WASHINGTON (Hollywood Reporter) - The major motion picture studios had egg on their faces Wednesday as they tried to explain to Congress and educators why a key number in a highly touted study of on-campus piracy was wrong.
A 2005 study commissioned by the Motion Picture Association of America “incorrectly concluded that 44 percent of the motion picture industry’s domestic losses were attributable to piracy by college students,” MPAA spokesman Seth Oster said Wednesday.
It turns out that only 15 percent of the industry’s domestic losses were caused by college students, he said.
LEK, the firm that the MPAA had hired to do the survey, discovered the error when it was computing losses for the MPAA’s 2007 study.
“We take this error very seriously and have taken strong and immediate action to both investigate the root cause of this problem as well as substantiate the accuracy of the latest report,” Oster said.
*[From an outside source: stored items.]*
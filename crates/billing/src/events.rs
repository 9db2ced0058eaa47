//! Billing Events Module
//!
//! Append-only billing event log. Every state change the billing core makes
//! (payment instructions, settlements, renewals, status transitions) leaves one
//! row in `billing_events`, which answers "why is this tenant ACTIVE?" without
//! reconstructing it from invoices.
//!
//! Events written as part of a money-moving operation go through
//! [`BillingEventLogger::log_event_on`] so they commit or roll back with it.

use serde::{Deserialize, Serialize};
use sqlx::{PgConnection, PgPool};
use time::OffsetDateTime;
use uuid::Uuid;

use crate::error::BillingResult;

/// Types of billing events
#[derive(Debug, Clone, Copy, PartialEq, Eq, Serialize, Deserialize)]
pub enum BillingEventType {
    // Invoicing
    InvoiceCreated,
    PaymentInstructionIssued,
    InvoicePaid,

    // Subscription lifecycle
    SubscriptionActivated,
    SubscriptionExtended,
    SubscriptionLapsed,
    SubscriptionCanceled,
    LifetimeGranted,

    // Renewal
    RenewalInvoiceCreated,

    // Tenant
    TenantStatusChanged,
}

impl std::fmt::Display for BillingEventType {
    fn fmt(&self, f: &mut std::fmt::Formatter<'_>) -> std::fmt::Result {
        let s = match self {
            BillingEventType::InvoiceCreated => "INVOICE_CREATED",
            BillingEventType::PaymentInstructionIssued => "PAYMENT_INSTRUCTION_ISSUED",
            BillingEventType::InvoicePaid => "INVOICE_PAID",
            BillingEventType::SubscriptionActivated => "SUBSCRIPTION_ACTIVATED",
            BillingEventType::SubscriptionExtended => "SUBSCRIPTION_EXTENDED",
            BillingEventType::SubscriptionLapsed => "SUBSCRIPTION_LAPSED",
            BillingEventType::SubscriptionCanceled => "SUBSCRIPTION_CANCELED",
            BillingEventType::LifetimeGranted => "LIFETIME_GRANTED",
            BillingEventType::RenewalInvoiceCreated => "RENEWAL_INVOICE_CREATED",
            BillingEventType::TenantStatusChanged => "TENANT_STATUS_CHANGED",
        };
        write!(f, "{}", s)
    }
}

/// Who triggered the event
#[derive(Debug, Clone, Copy, PartialEq, Eq, Serialize, Deserialize)]
pub enum ActorType {
    /// Tenant user through the API
    User,
    /// Platform operator confirming a transfer
    Operator,
    /// Scheduler or request-time resolution
    System,
    /// Payment engine callback
    PaymentEngine,
}

impl std::fmt::Display for ActorType {
    fn fmt(&self, f: &mut std::fmt::Formatter<'_>) -> std::fmt::Result {
        match self {
            ActorType::User => write!(f, "user"),
            ActorType::Operator => write!(f, "operator"),
            ActorType::System => write!(f, "system"),
            ActorType::PaymentEngine => write!(f, "payment_engine"),
        }
    }
}

/// A billing event record
#[derive(Debug, Clone, Serialize, Deserialize, sqlx::FromRow)]
pub struct BillingEvent {
    pub id: Uuid,
    pub tenant_id: Uuid,
    pub event_type: String,
    pub event_data: serde_json::Value,
    pub invoice_id: Option<Uuid>,
    pub actor_id: Option<Uuid>,
    pub actor_type: String,
    #[serde(with = "time::serde::rfc3339")]
    pub created_at: OffsetDateTime,
}

/// Builder for creating billing events
pub struct BillingEventBuilder {
    tenant_id: Uuid,
    event_type: BillingEventType,
    event_data: serde_json::Value,
    invoice_id: Option<Uuid>,
    actor_id: Option<Uuid>,
    actor_type: ActorType,
}

impl BillingEventBuilder {
    pub fn new(tenant_id: Uuid, event_type: BillingEventType) -> Self {
        Self {
            tenant_id,
            event_type,
            event_data: serde_json::json!({}),
            invoice_id: None,
            actor_id: None,
            actor_type: ActorType::System,
        }
    }

    pub fn data(mut self, data: serde_json::Value) -> Self {
        self.event_data = data;
        self
    }

    pub fn invoice(mut self, invoice_id: Uuid) -> Self {
        self.invoice_id = Some(invoice_id);
        self
    }

    /// Set the actor (user who triggered the event)
    pub fn actor(mut self, actor_id: Uuid, actor_type: ActorType) -> Self {
        self.actor_id = Some(actor_id);
        self.actor_type = actor_type;
        self
    }

    pub fn actor_opt(mut self, actor_id: Option<Uuid>, actor_type: ActorType) -> Self {
        self.actor_id = actor_id;
        self.actor_type = actor_type;
        self
    }

    pub fn actor_type(mut self, actor_type: ActorType) -> Self {
        self.actor_type = actor_type;
        self
    }
}

/// Service for logging and querying billing events
#[derive(Clone)]
pub struct BillingEventLogger {
    pool: PgPool,
}

impl BillingEventLogger {
    pub fn new(pool: PgPool) -> Self {
        Self { pool }
    }

    /// Log an event outside any transaction
    pub async fn log_event(&self, builder: BillingEventBuilder) -> BillingResult<Uuid> {
        let mut conn = self.pool.acquire().await?;
        Self::log_event_on(&mut *conn, builder).await
    }

    /// Log an event on an open connection or transaction
    pub async fn log_event_on(
        conn: &mut PgConnection,
        builder: BillingEventBuilder,
    ) -> BillingResult<Uuid> {
        let event_id: (Uuid,) = sqlx::query_as(
            r#"
            INSERT INTO billing_events (
                tenant_id,
                event_type,
                event_data,
                invoice_id,
                actor_id,
                actor_type
            )
            VALUES ($1, $2, $3, $4, $5, $6)
            RETURNING id
            "#,
        )
        .bind(builder.tenant_id)
        .bind(builder.event_type.to_string())
        .bind(&builder.event_data)
        .bind(builder.invoice_id)
        .bind(builder.actor_id)
        .bind(builder.actor_type.to_string())
        .fetch_one(conn)
        .await?;

        Ok(event_id.0)
    }

    /// Recent events for a tenant, newest first
    pub async fn get_events_for_tenant(
        &self,
        tenant_id: Uuid,
        limit: i64,
    ) -> BillingResult<Vec<BillingEvent>> {
        let events: Vec<BillingEvent> = sqlx::query_as(
            r#"
            SELECT id, tenant_id, event_type, event_data, invoice_id, actor_id, actor_type, created_at
            FROM billing_events
            WHERE tenant_id = $1
            ORDER BY created_at DESC
            LIMIT $2
            "#,
        )
        .bind(tenant_id)
        .bind(limit)
        .fetch_all(&self.pool)
        .await?;

        Ok(events)
    }

    /// Events attached to one invoice, oldest first
    pub async fn get_events_for_invoice(&self, invoice_id: Uuid) -> BillingResult<Vec<BillingEvent>> {
        let events: Vec<BillingEvent> = sqlx::query_as(
            r#"
            SELECT id, tenant_id, event_type, event_data, invoice_id, actor_id, actor_type, created_at
            FROM billing_events
            WHERE invoice_id = $1
            ORDER BY created_at ASC
            "#,
        )
        .bind(invoice_id)
        .fetch_all(&self.pool)
        .await?;

        Ok(events)
    }
}

#[cfg(test)]
mod tests {
    use super::*;

    #[test]
    fn test_billing_event_type_display() {
        assert_eq!(BillingEventType::InvoicePaid.to_string(), "INVOICE_PAID");
        assert_eq!(
            BillingEventType::TenantStatusChanged.to_string(),
            "TENANT_STATUS_CHANGED"
        );
        assert_eq!(
            BillingEventType::RenewalInvoiceCreated.to_string(),
            "RENEWAL_INVOICE_CREATED"
        );
    }

    #[test]
    fn test_actor_type_display() {
        assert_eq!(ActorType::User.to_string(), "user");
        assert_eq!(ActorType::Operator.to_string(), "operator");
        assert_eq!(ActorType::System.to_string(), "system");
        assert_eq!(ActorType::PaymentEngine.to_string(), "payment_engine");
    }

    #[test]
    fn test_event_builder() {
        let tenant_id = Uuid::new_v4();
        let invoice_id = Uuid::new_v4();
        let operator = Uuid::new_v4();
        let builder = BillingEventBuilder::new(tenant_id, BillingEventType::InvoicePaid)
            .data(serde_json::json!({"channel": "MANUAL"}))
            .invoice(invoice_id)
            .actor(operator, ActorType::Operator);

        assert_eq!(builder.tenant_id, tenant_id);
        assert_eq!(builder.event_type, BillingEventType::InvoicePaid);
        assert_eq!(builder.invoice_id, Some(invoice_id));
        assert_eq!(builder.actor_id, Some(operator));
        assert_eq!(builder.actor_type, ActorType::Operator);
    }

    #[test]
    fn test_builder_defaults_to_system_actor() {
        let builder = BillingEventBuilder::new(Uuid::new_v4(), BillingEventType::SubscriptionLapsed);
        assert_eq!(builder.actor_type, ActorType::System);
        assert!(builder.actor_id.is_none());
        assert_eq!(builder.event_data, serde_json::json!({}));
    }
}
//! Health check endpoints

use axum::{extract::State, http::StatusCode, Json};
use serde::Serialize;

use crate::state::AppState;

#[derive(Serialize)]
pub struct HealthResponse {
    pub status: &'static str,
    pub version: &'static str,
    pub database: &'static str,
    pub plans: usize,
}

async fn database_ok(state: &AppState) -> bool {
    sqlx::query("SELECT 1").execute(&state.pool).await.is_ok()
}

/// Health check with database connectivity
pub async fn health(State(state): State<AppState>) -> (StatusCode, Json<HealthResponse>) {
    let healthy = database_ok(&state).await;
    let status = if healthy {
        StatusCode::OK
    } else {
        StatusCode::SERVICE_UNAVAILABLE
    };

    (
        status,
        Json(HealthResponse {
            status: if healthy { "healthy" } else { "unhealthy" },
            version: env!("CARGO_PKG_VERSION"),
            database: if healthy { "healthy" } else { "unhealthy" },
            plans: state.config.billing.plans.len(),
        }),
    )
}

/// Liveness probe
pub async fn liveness() -> StatusCode {
    StatusCode::OK
}

/// Readiness probe
pub async fn readiness(State(state): State<AppState>) -> StatusCode {
    if database_ok(&state).await {
        StatusCode::OK
    } else {
        StatusCode::SERVICE_UNAVAILABLE
    }
}
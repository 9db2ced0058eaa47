//! Invoice persistence
//!
//! Row-level helpers shared by subscribe, payment, activation and renewal. They
//! take a connection so callers decide the transaction boundary.

use serde::Serialize;
use sqlx::{PgConnection, PgPool};
use time::OffsetDateTime;
use uuid::Uuid;

use kampung_shared::types::{Invoice, InvoiceRevenueSplit, InvoiceType};

use crate::error::{BillingError, BillingResult};
use crate::instruction::PaymentInstruction;
use crate::split;

/// `INV/{YYYYMMDD}/{seq:06}`; the sequence keeps numbers unique across days
pub fn format_invoice_number(issued_at: OffsetDateTime, seq: i64) -> String {
    let date = issued_at.date();
    format!(
        "INV/{:04}{:02}{:02}/{:06}",
        date.year(),
        u8::from(date.month()),
        date.day(),
        seq
    )
}

pub async fn next_invoice_number(
    conn: &mut PgConnection,
    issued_at: OffsetDateTime,
) -> BillingResult<String> {
    let (seq,): (i64,) = sqlx::query_as("SELECT nextval('invoice_number_seq')")
        .fetch_one(conn)
        .await?;
    Ok(format_invoice_number(issued_at, seq))
}

/// Invoice about to be issued
#[derive(Debug, Clone)]
pub struct NewInvoice {
    pub tenant_id: Uuid,
    pub billing_owner_id: Uuid,
    pub invoice_type: InvoiceType,
    pub plan_code: String,
    pub subscription_id: Option<Uuid>,
    pub amount: i64,
    pub service_period_start: OffsetDateTime,
    pub service_period_end: Option<OffsetDateTime>,
}

/// Insert an UNPAID invoice. Returns `None` when an open invoice for the same
/// subscription period already exists.
pub async fn insert_unpaid(
    conn: &mut PgConnection,
    new: &NewInvoice,
    issued_at: OffsetDateTime,
) -> BillingResult<Option<Invoice>> {
    if new.amount < 0 {
        return Err(BillingError::Validation(format!(
            "Invoice amount cannot be negative: {}",
            new.amount
        )));
    }

    let invoice_number = next_invoice_number(&mut *conn, issued_at).await?;

    let invoice = sqlx::query_as::<_, Invoice>(
        r#"
        INSERT INTO invoices (
            invoice_number, tenant_id, billing_owner_id, invoice_type, plan_code,
            subscription_id, amount, status, service_period_start, service_period_end, issued_at
        )
        VALUES ($1, $2, $3, $4, $5, $6, $7, 'UNPAID', $8, $9, $10)
        ON CONFLICT DO NOTHING
        RETURNING *
        "#,
    )
    .bind(&invoice_number)
    .bind(new.tenant_id)
    .bind(new.billing_owner_id)
    .bind(new.invoice_type)
    .bind(&new.plan_code)
    .bind(new.subscription_id)
    .bind(new.amount)
    .bind(new.service_period_start)
    .bind(new.service_period_end)
    .bind(issued_at)
    .fetch_optional(conn)
    .await?;

    Ok(invoice)
}

/// Lock an invoice row for the rest of the transaction
pub async fn lock_invoice(conn: &mut PgConnection, invoice_id: Uuid) -> BillingResult<Invoice> {
    sqlx::query_as::<_, Invoice>("SELECT * FROM invoices WHERE id = $1 FOR UPDATE")
        .bind(invoice_id)
        .fetch_optional(conn)
        .await?
        .ok_or_else(|| BillingError::NotFound(format!("Invoice {} not found", invoice_id)))
}

/// Open (UNPAID or DRAFT) invoice of a tenant for a plan, newest first
pub async fn find_open_for_plan(
    conn: &mut PgConnection,
    tenant_id: Uuid,
    plan_code: &str,
) -> BillingResult<Option<Invoice>> {
    let invoice = sqlx::query_as::<_, Invoice>(
        r#"
        SELECT * FROM invoices
        WHERE tenant_id = $1 AND plan_code = $2 AND status IN ('UNPAID', 'DRAFT')
        ORDER BY issued_at DESC
        LIMIT 1
        "#,
    )
    .bind(tenant_id)
    .bind(plan_code)
    .fetch_optional(conn)
    .await?;

    Ok(invoice)
}

/// Invoice with its ledger and current instruction
#[derive(Debug, Clone, Serialize)]
pub struct InvoiceView {
    pub invoice: Invoice,
    pub splits: Vec<InvoiceRevenueSplit>,
    pub instruction: Option<PaymentInstruction>,
}

/// Read side of invoices
pub struct InvoiceService {
    pool: PgPool,
}

impl InvoiceService {
    pub fn new(pool: PgPool) -> Self {
        Self { pool }
    }

    pub async fn get(&self, invoice_id: Uuid) -> BillingResult<Invoice> {
        sqlx::query_as::<_, Invoice>("SELECT * FROM invoices WHERE id = $1")
            .bind(invoice_id)
            .fetch_optional(&self.pool)
            .await?
            .ok_or_else(|| BillingError::NotFound(format!("Invoice {} not found", invoice_id)))
    }

    /// Latest invoice of a tenant with splits and the persisted instruction
    pub async fn current_for_tenant(&self, tenant_id: Uuid) -> BillingResult<Option<InvoiceView>> {
        let mut conn = self.pool.acquire().await?;

        let Some(invoice) = sqlx::query_as::<_, Invoice>(
            r#"
            SELECT * FROM invoices
            WHERE tenant_id = $1
            ORDER BY issued_at DESC, created_at DESC
            LIMIT 1
            "#,
        )
        .bind(tenant_id)
        .fetch_optional(&mut *conn)
        .await?
        else {
            return Ok(None);
        };

        let splits = split::load_splits(&mut *conn, invoice.id).await?;
        let instruction = PaymentInstruction::from_invoice(&invoice)?;

        Ok(Some(InvoiceView {
            invoice,
            splits,
            instruction,
        }))
    }
}
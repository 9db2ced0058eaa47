//! Bearer token authentication middleware

use axum::{
    extract::{Request, State},
    http::header::AUTHORIZATION,
    middleware::Next,
    response::Response,
};
use uuid::Uuid;

use kampung_shared::types::UserRole;

use super::jwt::JwtManager;
use crate::error::ApiError;

/// State needed by the auth middleware
#[derive(Clone)]
pub struct AuthState {
    pub jwt_manager: JwtManager,
}

/// Authenticated caller, inserted as a request extension
#[derive(Debug, Clone)]
pub struct AuthUser {
    pub user_id: Uuid,
    pub tenant_id: Uuid,
    pub role: UserRole,
}

fn bearer_token(request: &Request) -> Option<&str> {
    request
        .headers()
        .get(AUTHORIZATION)
        .and_then(|v| v.to_str().ok())
        .and_then(|v| v.strip_prefix("Bearer "))
        .map(str::trim)
        .filter(|t| !t.is_empty())
}

/// Reject requests without a valid bearer token
pub async fn require_auth(
    State(auth): State<AuthState>,
    mut request: Request,
    next: Next,
) -> Result<Response, ApiError> {
    let token = bearer_token(&request).ok_or(ApiError::Unauthorized)?;

    let claims = auth.jwt_manager.validate_token(token).map_err(|e| {
        tracing::debug!(error = %e, "Rejected bearer token");
        ApiError::InvalidToken
    })?;

    let role: UserRole = claims.role.parse().map_err(|_| {
        tracing::warn!(user_id = %claims.sub, role = %claims.role, "Token carries unknown role");
        ApiError::InvalidToken
    })?;

    request.extensions_mut().insert(AuthUser {
        user_id: claims.sub,
        tenant_id: claims.tenant_id,
        role,
    });

    Ok(next.run(request).await)
}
The mistake, which MPAA sources said LEK attributed to a “data entry” error, has left the association scrambling to contain any damage it might cause to the studios’ battle against piracy.
MPAA president and chairman Dan Glickman and other executives have used the 44 percent number in their arguments to get lawmakers to enact sanctions against an education community that has at times been reluctant to aid moviemakers’ anti-piracy crusade.
When told of the mistake, Glickman was said to be apoplectic and began a review of the association’s “relationship” with LEK. The MPAA also hired a third party to review LEK’s numbers for the nearly finished 2007 report.
MPAA officials pointed out that even though the number is about one-third of the one it had been using, the piracy problem on campuses remains huge, with the 15 percent figure translating to losses of nearly $250 million.